We acknowledge that this study involves a smaller number of families compared with some of the previous studies that suggested oligogenicity in BBS. However, we believe the unprecedented sequencing of all 14 BBS genes and the MGC1203 modifier in both affected and, as importantly, in unaffected members of mostly large families lend credence to the significance of our failure to identify a single unequivocal instance of triallelism. We stress here that, despite the private nature of most of our mutations, the remarkable degree of locus and allelic heterogeneity we observed in our population supports the generalizability of our data and argues against the hypothetical possibility that our use of a different population was the reason for the apparent lack of oligogenicity. We also acknowledge that our study design essentially misses the presence of ‘third’ alleles in yet unidentified BBS genes or other ciliopathy genes. However, the available body of literature is primarily concerned with the ‘third’ allele being one of the known BBS genes.

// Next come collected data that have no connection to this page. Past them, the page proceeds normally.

mod connection;
mod directory;
pub mod protocol;
pub mod registry;
mod routes;
mod server;
mod state;
pub mod turn;

pub use protocol::{ClientFrame, EventKind, ServerEvent, StepInfo};
pub use registry::{ConnectionRegistry, SessionInfo, SessionStatus};
pub use server::GatewayServer;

The findings of this study make it possible to suggest two scenarios that may have erroneously supported triallelism in BBS. The first is related to the cryptic splicing mutations, which can be very difficult to identify on DNA sequencing. Although the homoallelic nature of these mutations in this study allowed us to identify them, it is quite possible that the presence of such mutations in compound heterozygous state with other easier to identify mutations can lead to the erroneous conclusion that the BBS gene in question carries only one allele and the subsequent search for other alleles can indeed uncover some, although these may not be necessarily pathogenic as we showed. We also suggest another scenario in which extremely mild expressivity in the form of isolated RP may be interpreted as non-penetrance as this is an age-dependant phenotype.

It is noteworthy that our ability to identify the mutation in all families enrolled in this ongoing study was very helpful in directly testing the triallelism hypothesis. This detection rate is higher than what is described in other studies.29, 44 Indeed, 75% detection rate is commonly cited in the literature. Clearly, genetic homogeneity and founder effect in the study population cannot be invoked as plausible explanations to our high detection rate as they are in direct contradiction to what we observed in this study. In fact, and consistent with our theory that, in the right setting, consanguinity overrides founder effect, we have observed a similar phenomenon in BBS.33 Our experience with cryptic splicing mutations suggests that our ability to combine genomic DNA analysis with targeted transcript analysis that is informed by homozygosity scan is a likely reason for our high detection rate. In other words, although we acknowledge the potential presence of other BBS loci, we believe their presumed contribution is probably inflated by the inability to identify unusual mutations in known BBS genes in previous studies.

In conclusion, we show in the most comprehensive sequencing-based study to date on BBS that evidence is lacking of oligogenicity. Although this study cannot conclusively rule out the possibility of occurrence of oligogenic BBS, it does suggest that such occurrence, if it exists, is not seen in the overwhelming majority of BBS patients. Because of the uncertainty surrounding genetic counseling of families with this disease that stems from reports of oligogenicity, we believe this study and others that support a model in which BBS is a fully penetrant autosomal recessive disease in the overwhelming majority of cases will be of great clinical utility.